- WORK TASK -
Give the number of lines in the material below that contain the word "Clone", and nothing else.

- DATA SUPPLIED -
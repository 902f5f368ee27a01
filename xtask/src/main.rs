//! Build helpers: man pages and shell completions for `simplifica`.

use std::fs;
use std::path::{Path, PathBuf};

use anyhow::Context;
use clap::{Parser, Subcommand, ValueEnum};
use clap_complete::Shell;

#[derive(Parser)]
#[command(name = "xtask", about = "Project automation")]
struct Xtask {
    #[command(subcommand)]
    command: Task,
}

#[derive(Subcommand)]
enum Task {
    /// Generate man pages for the CLI and every subcommand
    Man {
        /// Output directory
        #[arg(long, default_value = "target/man")]
        out: PathBuf,
    },
    /// Generate shell completion scripts
    Completions {
        /// Output directory
        #[arg(long, default_value = "target/completions")]
        out: PathBuf,
        /// Shells to generate for (all when omitted)
        #[arg(long, value_enum)]
        shell: Vec<Shell>,
    },
}

fn main() -> anyhow::Result<()> {
    match Xtask::parse().command {
        Task::Man { out } => man_pages(&out),
        Task::Completions { out, shell } => {
            let shells = if shell.is_empty() {
                Shell::value_variants().to_vec()
            } else {
                shell
            };
            completions(&out, &shells)
        }
    }
}

fn man_pages(out: &Path) -> anyhow::Result<()> {
    fs::create_dir_all(out).with_context(|| format!("failed to create {}", out.display()))?;
    let cmd = simplifica::command();
    clap_mangen::generate_to(cmd, out)
        .with_context(|| format!("failed to write man pages to {}", out.display()))?;
    println!("man pages written to {}", out.display());
    Ok(())
}

fn completions(out: &Path, shells: &[Shell]) -> anyhow::Result<()> {
    fs::create_dir_all(out).with_context(|| format!("failed to create {}", out.display()))?;
    let mut cmd = simplifica::command();
    for &shell in shells {
        let path = clap_complete::generate_to(shell, &mut cmd, "simplifica", out)
            .with_context(|| format!("failed to write {shell} completions"))?;
        println!("{}", path.display());
    }
    Ok(())
}
/// A non-fatal message for the user.
#[derive(Debug, Clone, PartialEq, Eq, Serialize)]
pub struct Notice {
    /// Category.
    pub kind: NoticeKind,
    /// Text to show.
    pub message: String,
}

/// Result of a successful [`AnalysisContext::apply_suggestion`].
#[derive(Debug, Clone, Copy, PartialEq, Eq)]
pub struct ApplyOutcome {
    /// Surface that accepted the edit.
    pub surface: NodeId,
    /// How the text was replaced.
    pub strategy: ReplaceStrategy,
}

/// Per-document analysis state.
#[derive(Debug)]
pub struct AnalysisContext {
    doc: Document,
    settings: OrchestratorSettings,
    scheduler: Scheduler<Task>,
    surfaces: Vec<Tracked>,
    pending_analysis: Option<TimerHandle>,
    last_text: HashMap<NodeId, String>,
    overlay: Overlay,
    notices: Vec<Notice>,
    api_key: Option<String>,
    key_updates: Option<Receiver<KeyUpdate>>,
}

- EXERCISE RESULT -
2